**ASSIGNMENT**
Below are records; how many of their lines contain "PurchaseResponse"? Answer with only the number.

── SOURCE MATERIAL ──

//! services/api/src/web/rest.rs
//!
//! Contains the Axum handlers for the REST API endpoints and the master
//! definition for the OpenAPI specification.

use crate::web::middleware::AuthedUser;
use crate::web::state::AppState;
use axum::{
    extract::{Path, State},
    http::StatusCode,
    response::{IntoResponse, Json},
    Extension,
};
use chrono::{DateTime, Utc};
use lms_core::domain::{CourseProgress, LectureProgress, Purchase};
use lms_core::ports::PortError;
use lms_core::progress::ProgressView;
use serde::{Deserialize, Serialize};
use std::sync::Arc;
use tracing::{error, info};
use utoipa::{OpenApi, ToSchema};
use uuid::Uuid;

//=========================================================================================
// OpenAPI Master Definition
//=========================================================================================

#[derive(OpenApi)]
#[openapi(
    paths(
        get_progress_handler,
        mark_lecture_handler,
        complete_course_handler,
        reset_progress_handler,
        initiate_purchase_handler,
        purchase_status_handler,
        list_purchases_handler,
        list_enrollments_handler,
        payment_webhook_handler,
    ),
    components(
        schemas(
            ProgressResponse,
            LectureProgressPayload,
            MarkLectureRequest,
            InitiatePurchaseRequest,
            PurchaseResponse,
            PurchaseStatusResponse,
            PurchasedCoursesResponse,
            EnrolledCoursesResponse,
            PaymentEventPayload,
            WebhookAck,
        )
    ),
    tags(
        (name = "LMS API", description = "Enrollment, lecture progress and purchase endpoints.")
    )
)]
pub struct ApiDoc;

//=========================================================================================
// API Response and Payload Structs
//=========================================================================================

#[derive(Serialize, ToSchema)]
pub struct LectureProgressPayload {
    lecture_id: Uuid,
    is_completed: bool,
    watch_time_secs: f64,
    last_watched: DateTime<Utc>,
}

impl LectureProgressPayload {
    fn from_domain(entry: &LectureProgress) -> Self {
        Self {
            lecture_id: entry.lecture_id,
            is_completed: entry.is_completed,
            watch_time_secs: entry.watch_time_secs,
            last_watched: entry.last_watched,
        }
    }
}

/// A user's progress through one course.
#[derive(Serialize, ToSchema)]
pub struct ProgressResponse {
    course_id: Uuid,
    lectures: Vec<LectureProgressPayload>,
    completion_percentage: u8,
    is_completed: bool,
}

impl ProgressResponse {
    fn from_record(record: &CourseProgress) -> Self {
        Self {
            course_id: record.course_id,
            lectures: record.lectures.iter().map(LectureProgressPayload::from_domain).collect(),
            completion_percentage: record.completion_percentage,
            is_completed: record.is_completed,
        }
    }

    fn from_view(view: &ProgressView) -> Self {
        Self {
            course_id: view.course.id,
            lectures: view.lectures.iter().map(LectureProgressPayload::from_domain).collect(),
            completion_percentage: view.completion_percentage,
            is_completed: view.is_completed,
        }
    }
}

#[derive(Deserialize, ToSchema)]
pub struct MarkLectureRequest {
    pub completed: bool,
    /// Seconds watched so far; only ever moves the stored value up.
    pub watch_time_secs: Option<f64>,
}

#[derive(Deserialize, ToSchema)]
pub struct InitiatePurchaseRequest {
    pub course_id: Uuid,
    /// Provider-side reference for the transaction (e.g. a checkout session
    /// id) when the payments edge has already created one. A local
    /// reference is minted otherwise.
    pub payment_reference: Option<String>,
}

#[derive(Serialize, ToSchema)]
pub struct PurchaseResponse {
    purchase_id: Uuid,
    course_id: Uuid,
    amount: f64,
    status: String,
    payment_reference: String,
}

impl PurchaseResponse {
    fn from_domain(purchase: &Purchase) -> Self {
        Self {
            purchase_id: purchase.id,
            course_id: purchase.course_id,
            amount: purchase.amount,
            status: purchase.status.as_str().to_string(),
            payment_reference: purchase.payment_reference.clone(),
        }
    }
}

#[derive(Serialize, ToSchema)]
pub struct PurchaseStatusResponse {
    is_purchased: bool,
}

#[derive(Serialize, ToSchema)]
pub struct PurchasedCoursesResponse {
    course_ids: Vec<Uuid>,
}

#[derive(Serialize, ToSchema)]
pub struct EnrolledCoursesResponse {
    course_ids: Vec<Uuid>,
}

/// A fulfillment event as delivered by the payment provider. Signature
/// verification happens upstream, before this payload reaches the service;
/// duplicate delivery is expected and handled idempotently.
#[derive(Deserialize, ToSchema)]
pub struct PaymentEventPayload {
    pub reference: String,
    pub amount: f64,
    pub succeeded: bool,
    pub failure_reason: Option<String>,
}

#[derive(Serialize, ToSchema)]
pub struct WebhookAck {
    received: bool,
}

//=========================================================================================
// Error Mapping
//=========================================================================================

fn error_response(context: &str, e: PortError) -> (StatusCode, String) {
    let status = match &e {
        PortError::NotFound(_) => StatusCode::NOT_FOUND,
        PortError::Conflict(_) | PortError::InvalidState(_) => StatusCode::CONFLICT,
        PortError::Validation(_) => StatusCode::BAD_REQUEST,
        PortError::Unexpected(_) => StatusCode::INTERNAL_SERVER_ERROR,
    };
    error!("{}: {:?}", context, e);
    (status, e.to_string())
}

//=========================================================================================
// Progress Handlers
//=========================================================================================

/// Get the authenticated user's progress for a course.
///
/// Users who never touched the course get an empty progress set; nothing
/// is created by reading.
#[utoipa::path(
    get,
    path = "/courses/{course_id}/progress",
    responses(
        (status = 200, description = "Current progress", body = ProgressResponse),
        (status = 404, description = "Course not found"),
        (status = 401, description = "Missing or invalid identity header")
    ),
    params(
        ("course_id" = Uuid, Path, description = "The course to report progress for.")
    )
)]
pub async fn get_progress_handler(
    State(app_state): State<Arc<AppState>>,
    Extension(AuthedUser(user_id)): Extension<AuthedUser>,
    Path(course_id): Path<Uuid>,
) -> Result<impl IntoResponse, (StatusCode, String)> {
    let view = app_state
        .tracker
        .view(user_id, course_id)
        .await
        .map_err(|e| error_response("Failed to load course progress", e))?;
    Ok(Json(ProgressResponse::from_view(&view)))
}

/// Record progress on a single lecture.
#[utoipa::path(
    post,
    path = "/courses/{course_id}/lectures/{lecture_id}/progress",
    request_body = MarkLectureRequest,
    responses(
        (status = 200, description = "Updated progress", body = ProgressResponse),
        (status = 400, description = "Invalid watch time"),
        (status = 404, description = "Course or lecture not found"),
        (status = 401, description = "Missing or invalid identity header")
    ),
    params(
        ("course_id" = Uuid, Path, description = "The course being watched."),
        ("lecture_id" = Uuid, Path, description = "The lecture within the course.")
    )
)]
pub async fn mark_lecture_handler(
    State(app_state): State<Arc<AppState>>,
    Extension(AuthedUser(user_id)): Extension<AuthedUser>,
    Path((course_id, lecture_id)): Path<(Uuid, Uuid)>,
    Json(payload): Json<MarkLectureRequest>,
) -> Result<impl IntoResponse, (StatusCode, String)> {
    let record = app_state
        .tracker
        .mark_lecture(
            user_id,
            course_id,
            lecture_id,
            payload.completed,
            payload.watch_time_secs,
            Utc::now(),
        )
        .await
        .map_err(|e| error_response("Failed to update lecture progress", e))?;
    Ok(Json(ProgressResponse::from_record(&record)))
}

/// Mark the whole course as completed.
#[utoipa::path(
    post,
    path = "/courses/{course_id}/progress/complete",
    responses(
        (status = 200, description = "Course marked completed", body = ProgressResponse),
        (status = 404, description = "Course or progress record not found"),
        (status = 401, description = "Missing or invalid identity header")
    ),
    params(
        ("course_id" = Uuid, Path, description = "The course to complete.")
    )
)]
pub async fn complete_course_handler(
    State(app_state): State<Arc<AppState>>,
    Extension(AuthedUser(user_id)): Extension<AuthedUser>,
    Path(course_id): Path<Uuid>,
) -> Result<impl IntoResponse, (StatusCode, String)> {
    let record = app_state
        .tracker
        .mark_all_completed(user_id, course_id, Utc::now())
        .await
        .map_err(|e| error_response("Failed to mark course completed", e))?;
    Ok(Json(ProgressResponse::from_record(&record)))
}

/// Reset all progress for a course.
#[utoipa::path(
    post,
    path = "/courses/{course_id}/progress/reset",
    responses(
        (status = 200, description = "Progress reset", body = ProgressResponse),
        (status = 404, description = "Progress record not found"),
        (status = 401, description = "Missing or invalid identity header")
    ),
    params(
        ("course_id" = Uuid, Path, description = "The course to reset.")
    )
)]
pub async fn reset_progress_handler(
    State(app_state): State<Arc<AppState>>,
    Extension(AuthedUser(user_id)): Extension<AuthedUser>,
    Path(course_id): Path<Uuid>,
) -> Result<impl IntoResponse, (StatusCode, String)> {
    let record = app_state
        .tracker
        .reset(user_id, course_id, Utc::now())
        .await
        .map_err(|e| error_response("Failed to reset course progress", e))?;
    Ok(Json(ProgressResponse::from_record(&record)))
}

//=========================================================================================
// Purchase Handlers
//=========================================================================================

/// Open a pending purchase for a course at its current price.
#[utoipa::path(
    post,
    path = "/purchases",
    request_body = InitiatePurchaseRequest,
    responses(
        (status = 201, description = "Pending purchase created", body = PurchaseResponse),
        (status = 404, description = "Course not found"),
        (status = 409, description = "Course already purchased"),
        (status = 401, description = "Missing or invalid identity header")
    )
)]
pub async fn initiate_purchase_handler(
    State(app_state): State<Arc<AppState>>,
    Extension(AuthedUser(user_id)): Extension<AuthedUser>,
    Json(payload): Json<InitiatePurchaseRequest>,
) -> Result<impl IntoResponse, (StatusCode, String)> {
    let reference = payload
        .payment_reference
        .unwrap_or_else(|| format!("po_{}", Uuid::new_v4().simple()));

    let purchase = app_state
        .fulfillment
        .initiate(user_id, payload.course_id, reference, Utc::now())
        .await
        .map_err(|e| error_response("Failed to initiate purchase", e))?;
    Ok((StatusCode::CREATED, Json(PurchaseResponse::from_domain(&purchase))))
}

/// Whether the authenticated user has a completed purchase for the course.
#[utoipa::path(
    get,
    path = "/courses/{course_id}/purchase-status",
    responses(
        (status = 200, description = "Purchase status", body = PurchaseStatusResponse),
        (status = 401, description = "Missing or invalid identity header")
    ),
    params(
        ("course_id" = Uuid, Path, description = "The course to check.")
    )
)]
pub async fn purchase_status_handler(
    State(app_state): State<Arc<AppState>>,
    Extension(AuthedUser(user_id)): Extension<AuthedUser>,
    Path(course_id): Path<Uuid>,
) -> Result<impl IntoResponse, (StatusCode, String)> {
    let is_purchased = app_state
        .fulfillment
        .is_purchased(user_id, course_id)
        .await
        .map_err(|e| error_response("Failed to check purchase status", e))?;
    Ok(Json(PurchaseStatusResponse { is_purchased }))
}

/// Courses from the authenticated user's completed purchases.
#[utoipa::path(
    get,
    path = "/purchases",
    responses(
        (status = 200, description = "Purchased courses", body = PurchasedCoursesResponse),
        (status = 401, description = "Missing or invalid identity header")
    )
)]
pub async fn list_purchases_handler(
    State(app_state): State<Arc<AppState>>,
    Extension(AuthedUser(user_id)): Extension<AuthedUser>,
) -> Result<impl IntoResponse, (StatusCode, String)> {
    let course_ids = app_state
        .fulfillment
        .purchased_courses(user_id)
        .await
        .map_err(|e| error_response("Failed to list purchased courses", e))?;
    Ok(Json(PurchasedCoursesResponse { course_ids }))
}

/// Courses the authenticated user is enrolled in.
#[utoipa::path(
    get,
    path = "/enrollments",
    responses(
        (status = 200, description = "Enrolled courses", body = EnrolledCoursesResponse),
        (status = 401, description = "Missing or invalid identity header")
    )
)]
pub async fn list_enrollments_handler(
    State(app_state): State<Arc<AppState>>,
    Extension(AuthedUser(user_id)): Extension<AuthedUser>,
) -> Result<impl IntoResponse, (StatusCode, String)> {
    let course_ids = app_state
        .ledger
        .enrolled_courses(user_id)
        .await
        .map_err(|e| error_response("Failed to list enrollments", e))?;
    Ok(Json(EnrolledCoursesResponse { course_ids }))
}

/// Payment-provider fulfillment webhook.
///
/// The provider redelivers events until acknowledged, so the same event can
/// arrive more than once; fulfillment is idempotent end-to-end and a replay
/// is acknowledged exactly like the first delivery.
#[utoipa::path(
    post,
    path = "/payments/webhook",
    request_body = PaymentEventPayload,
    responses(
        (status = 200, description = "Event processed", body = WebhookAck),
        (status = 404, description = "Unknown purchase reference"),
        (status = 409, description = "Purchase in a terminal state that contradicts the event")
    )
)]
pub async fn payment_webhook_handler(
    State(app_state): State<Arc<AppState>>,
    Json(event): Json<PaymentEventPayload>,
) -> Result<impl IntoResponse, (StatusCode, String)> {
    let now = Utc::now();
    if event.succeeded {
        let result = app_state
            .fulfillment
            .fulfill(&event.reference, event.amount, now)
            .await
            .map_err(|e| error_response("Failed to fulfill purchase", e))?;
        info!(
            reference = %event.reference,
            newly_fulfilled = result.newly_fulfilled,
            "payment event fulfilled"
        );
    } else {
        let reason = event.failure_reason.as_deref().unwrap_or("payment failed");
        app_state
            .fulfillment
            .fail(&event.reference, reason, now)
            .await
            .map_err(|e| error_response("Failed to record payment failure", e))?;
        info!(reference = %event.reference, "payment event recorded as failed");
    }
    Ok(Json(WebhookAck { received: true }))
}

───

**PROBLEM SOLUTION**
5